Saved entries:
▬▬▬▬▬▬
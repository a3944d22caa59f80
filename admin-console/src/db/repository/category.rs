//! Category Repository

use std::sync::Arc;

use shared::error::{AppError, AppResult, ErrorCode};
use shared::models::{Category, CategoryCreate, CategoryUpdate};
use validator::Validate;

use super::{BaseRepository, Repository};
use crate::store::{DocumentStore, Query};

#[derive(Clone)]
pub struct CategoryRepository {
    base: BaseRepository,
}

impl CategoryRepository {
    pub fn new(store: Arc<dyn DocumentStore>) -> Self {
        Self {
            base: BaseRepository::new(store),
        }
    }

    pub async fn get(&self, id: &str) -> AppResult<Category> {
        self.base.get::<Category>(id, ErrorCode::CategoryNotFound).await
    }

    async fn ensure_name_free(&self, name: &str, except: Option<&str>) -> AppResult<()> {
        let query = Query::collection("categories").where_eq("name", name);
        let taken = self
            .base
            .find_where::<Category>(&query)
            .await?
            .into_iter()
            .any(|c| Some(c.id.as_str()) != except);
        if taken {
            return Err(AppError::with_message(
                ErrorCode::CategoryNameExists,
                format!("Category '{}' already exists", name),
            ));
        }
        Ok(())
    }
}

impl Repository<Category, CategoryCreate, CategoryUpdate> for CategoryRepository {
    /// Ordered by `sortOrder` ascending, the menu order
    async fn find_all(&self) -> AppResult<Vec<Category>> {
        let mut categories = self.base.find_all::<Category>().await?;
        categories.reverse();
        Ok(categories)
    }

    async fn find_by_id(&self, id: &str) -> AppResult<Option<Category>> {
        self.base.find_by_id::<Category>(id).await
    }

    async fn create(&self, data: CategoryCreate) -> AppResult<Category> {
        data.validate()?;
        self.ensure_name_free(&data.name, None).await?;
        let mut category = Category {
            id: String::new(),
            name: data.name,
            image: None,
            sort_order: data.sort_order,
        };
        category.id = self.base.insert(&category).await?;
        Ok(category)
    }

    async fn update(&self, id: &str, data: CategoryUpdate) -> AppResult<Category> {
        data.validate()?;
        self.get(id).await?;
        if let Some(name) = data.name.as_deref() {
            self.ensure_name_free(name, Some(id)).await?;
        }
        self.base.patch::<Category, _>(id, &data).await?;
        self.get(id).await
    }

    async fn delete(&self, id: &str) -> AppResult<bool> {
        if self.base.find_by_id::<Category>(id).await?.is_none() {
            return Ok(false);
        }
        self.base.remove::<Category>(id).await?;
        Ok(true)
    }
}
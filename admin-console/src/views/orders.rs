//! Order board
//!
//! Paged live list of orders with three kinds of tabs. Actions write through
//! the repository; the page itself only changes when the store delivers the
//! next snapshot.

use std::sync::Arc;

use serde_json::json;
use shared::error::AppResult;
use shared::models::{Order, OrderStatus, ReportStatus};

use crate::db::OrderRepository;
use crate::live::{LookaheadPolicy, PageSpec, PageWindow, PagedLiveQuery};
use crate::store::{DocumentStore, Filter};

#[derive(Debug, Clone, Copy, PartialEq, Eq)]
pub enum OrderTab {
    All,
    Status(OrderStatus),
    /// Orders with an open report
    Reported,
}

impl OrderTab {
    pub fn filter(&self) -> Filter {
        match self {
            OrderTab::All => Filter::none(),
            OrderTab::Status(status) => Filter::none().eq("status", status.as_str()),
            OrderTab::Reported => Filter::none().any_of(
                "reportStatus",
                [
                    ReportStatus::NotDelivered,
                    ReportStatus::QualityIssue,
                    ReportStatus::WrongItem,
                ]
                .iter()
                .map(|r| json!(r.code()))
                .collect(),
            ),
        }
    }
}

pub struct OrderBoard {
    page: PagedLiveQuery<Order>,
    orders: OrderRepository,
    tab: OrderTab,
}

impl OrderBoard {
    pub fn new(store: Arc<dyn DocumentStore>, page_size: usize, lookahead: LookaheadPolicy) -> Self {
        Self {
            page: PagedLiveQuery::new(store.clone(), PageSpec::of::<Order>(page_size))
                .with_lookahead(lookahead),
            orders: OrderRepository::new(store),
            tab: OrderTab::All,
        }
    }

    pub fn tab(&self) -> OrderTab {
        self.tab
    }

    pub fn window(&self) -> &PageWindow<Order> {
        self.page.window()
    }

    pub fn page(&self) -> &PagedLiveQuery<Order> {
        &self.page
    }

    pub fn page_mut(&mut self) -> &mut PagedLiveQuery<Order> {
        &mut self.page
    }

    /// Switch tab; always lands on the first page
    pub async fn open(&mut self, tab: OrderTab) -> AppResult<&PageWindow<Order>> {
        self.tab = tab;
        self.page.set_filter(tab.filter()).await
    }

    pub async fn next_page(&mut self) -> AppResult<bool> {
        self.page.next_page().await
    }

    pub async fn prev_page(&mut self) -> AppResult<bool> {
        self.page.prev_page().await
    }

    pub async fn change_status(&self, id: &str, status: OrderStatus) -> AppResult<()> {
        self.orders.update_status(id, status).await
    }

    pub async fn resolve_report(&self, id: &str) -> AppResult<()> {
        self.orders.resolve_report(id).await
    }

    pub fn close(&mut self) {
        self.page.close();
    }
}
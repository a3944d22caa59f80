//! Chat Models

use serde::{Deserialize, Serialize};

use super::Record;

/// Who wrote a chat message
#[derive(Debug, Clone, Copy, PartialEq, Eq, Hash, Serialize, Deserialize)]
#[serde(rename_all = "lowercase")]
pub enum Sender {
    Admin,
    Customer,
}

/// One customer conversation in the chat inbox
#[derive(Debug, Clone, PartialEq, Serialize, Deserialize)]
#[serde(rename_all = "camelCase")]
pub struct Conversation {
    #[serde(default, skip_serializing)]
    pub id: String,
    /// Account reference of the customer
    pub customer: String,
    #[serde(default)]
    pub last_message: String,
    pub updated_at: i64,
    /// Customer messages the admin side has not read yet
    #[serde(default)]
    pub unread: u32,
}

impl Record for Conversation {
    const COLLECTION: &'static str = "conversations";
    const SORT_FIELD: &'static str = "updatedAt";
    const RESOURCE: &'static str = "Conversation";

    fn id(&self) -> &str {
        &self.id
    }
}

/// Chat message entity
#[derive(Debug, Clone, PartialEq, Serialize, Deserialize)]
#[serde(rename_all = "camelCase")]
pub struct ChatMessage {
    #[serde(default, skip_serializing)]
    pub id: String,
    pub conversation: String,
    pub sender: Sender,
    pub body: String,
    pub created_at: i64,
}

impl Record for ChatMessage {
    const COLLECTION: &'static str = "messages";
    const RESOURCE: &'static str = "Message";

    fn id(&self) -> &str {
        &self.id
    }
}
▬▬▬▬▬▬
Each entry above is to be set down again in exactly the same words.

repository a3944d22caa59f80
filename admin-console/src/db/repository/category.rs
//! Category Repository

use std::sync::Arc;

use shared::error::{AppError, AppResult, ErrorCode};
use shared::models::{Category, CategoryCreate, CategoryUpdate};
use validator::Validate;

use super::{BaseRepository, Repository};
use crate::store::{DocumentStore, Query};

#[derive(Clone)]
pub struct CategoryRepository {
    base: BaseRepository,
}

impl CategoryRepository {
    pub fn new(store: Arc<dyn DocumentStore>) -> Self {
        Self {
            base: BaseRepository::new(store),
        }
    }

    pub async fn get(&self, id: &str) -> AppResult<Category> {
        self.base.get::<Category>(id, ErrorCode::CategoryNotFound).await
    }

    async fn ensure_name_free(&self, name: &str, except: Option<&str>) -> AppResult<()> {
        let query = Query::collection("categories").where_eq("name", name);
        let taken = self
            .base
            .find_where::<Category>(&query)
            .await?
            .into_iter()
            .any(|c| Some(c.id.as_str()) != except);
        if taken {
            return Err(AppError::with_message(
                ErrorCode::CategoryNameExists,
                format!("Category '{}' already exists", name),
            ));
        }
        Ok(())
    }
}

impl Repository<Category, CategoryCreate, CategoryUpdate> for CategoryRepository {
    /// Ordered by `sortOrder` ascending, the menu order
    async fn find_all(&self) -> AppResult<Vec<Category>> {
        let mut categories = self.base.find_all::<Category>().await?;
        categories.reverse();
        Ok(categories)
    }

    async fn find_by_id(&self, id: &str) -> AppResult<Option<Category>> {
        self.base.find_by_id::<Category>(id).await
    }

    async fn create(&self, data: CategoryCreate) -> AppResult<Category> {
        data.validate()?;
        self.ensure_name_free(&data.name, None).await?;
        let mut category = Category {
            id: String::new(),
            name: data.name,
            image: None,
            sort_order: data.sort_order,
        };
        category.id = self.base.insert(&category).await?;
        Ok(category)
    }

    async fn update(&self, id: &str, data: CategoryUpdate) -> AppResult<Category> {
        data.validate()?;
        self.get(id).await?;
        if let Some(name) = data.name.as_deref() {
            self.ensure_name_free(name, Some(id)).await?;
        }
        self.base.patch::<Category, _>(id, &data).await?;
        self.get(id).await
    }

    async fn delete(&self, id: &str) -> AppResult<bool> {
        if self.base.find_by_id::<Category>(id).await?.is_none() {
            return Ok(false);
        }
        self.base.remove::<Category>(id).await?;
        Ok(true)
    }
}
filename admin-console/src/views/orders.rs
//! Order board
//!
//! Paged live list of orders with three kinds of tabs. Actions write through
//! the repository; the page itself only changes when the store delivers the
//! next snapshot.

use std::sync::Arc;

use serde_json::json;
use shared::error::AppResult;
use shared::models::{Order, OrderStatus, ReportStatus};

use crate::db::OrderRepository;
use crate::live::{LookaheadPolicy, PageSpec, PageWindow, PagedLiveQuery};
use crate::store::{DocumentStore, Filter};

#[derive(Debug, Clone, Copy, PartialEq, Eq)]
pub enum OrderTab {
    All,
    Status(OrderStatus),
    /// Orders with an open report
    Reported,
}

impl OrderTab {
    pub fn filter(&self) -> Filter {
        match self {
            OrderTab::All => Filter::none(),
            OrderTab::Status(status) => Filter::none().eq("status", status.as_str()),
            OrderTab::Reported => Filter::none().any_of(
                "reportStatus",
                [
                    ReportStatus::NotDelivered,
                    ReportStatus::QualityIssue,
                    ReportStatus::WrongItem,
                ]
                .iter()
                .map(|r| json!(r.code()))
                .collect(),
            ),
        }
    }
}

pub struct OrderBoard {
    page: PagedLiveQuery<Order>,
    orders: OrderRepository,
    tab: OrderTab,
}

impl OrderBoard {
    pub fn new(store: Arc<dyn DocumentStore>, page_size: usize, lookahead: LookaheadPolicy) -> Self {
        Self {
            page: PagedLiveQuery::new(store.clone(), PageSpec::of::<Order>(page_size))
                .with_lookahead(lookahead),
            orders: OrderRepository::new(store),
            tab: OrderTab::All,
        }
    }

    pub fn tab(&self) -> OrderTab {
        self.tab
    }

    pub fn window(&self) -> &PageWindow<Order> {
        self.page.window()
    }

    pub fn page(&self) -> &PagedLiveQuery<Order> {
        &self.page
    }

    pub fn page_mut(&mut self) -> &mut PagedLiveQuery<Order> {
        &mut self.page
    }

    /// Switch tab; always lands on the first page
    pub async fn open(&mut self, tab: OrderTab) -> AppResult<&PageWindow<Order>> {
        self.tab = tab;
        self.page.set_filter(tab.filter()).await
    }

    pub async fn next_page(&mut self) -> AppResult<bool> {
        self.page.next_page().await
    }

    pub async fn prev_page(&mut self) -> AppResult<bool> {
        self.page.prev_page().await
    }

    pub async fn change_status(&self, id: &str, status: OrderStatus) -> AppResult<()> {
        self.orders.update_status(id, status).await
    }

    pub async fn resolve_report(&self, id: &str) -> AppResult<()> {
        self.orders.resolve_report(id).await
    }

    pub fn close(&mut self) {
        self.page.close();
    }
}
repository a3944d22caa59f80
//! Chat Models

use serde::{Deserialize, Serialize};

use super::Record;

/// Who wrote a chat message
#[derive(Debug, Clone, Copy, PartialEq, Eq, Hash, Serialize, Deserialize)]
#[serde(rename_all = "lowercase")]
pub enum Sender {
    Admin,
    Customer,
}

/// One customer conversation in the chat inbox
#[derive(Debug, Clone, PartialEq, Serialize, Deserialize)]
#[serde(rename_all = "camelCase")]
pub struct Conversation {
    #[serde(default, skip_serializing)]
    pub id: String,
    /// Account reference of the customer
    pub customer: String,
    #[serde(default)]
    pub last_message: String,
    pub updated_at: i64,
    /// Customer messages the admin side has not read yet
    #[serde(default)]
    pub unread: u32,
}

impl Record for Conversation {
    const COLLECTION: &'static str = "conversations";
    const SORT_FIELD: &'static str = "updatedAt";
    const RESOURCE: &'static str = "Conversation";

    fn id(&self) -> &str {
        &self.id
    }
}

/// Chat message entity
#[derive(Debug, Clone, PartialEq, Serialize, Deserialize)]
#[serde(rename_all = "camelCase")]
pub struct ChatMessage {
    #[serde(default, skip_serializing)]
    pub id: String,
    pub conversation: String,
    pub sender: Sender,
    pub body: String,
    pub created_at: i64,
}

impl Record for ChatMessage {
    const COLLECTION: &'static str = "messages";
    const RESOURCE: &'static str = "Message";

    fn id(&self) -> &str {
        &self.id
    }
}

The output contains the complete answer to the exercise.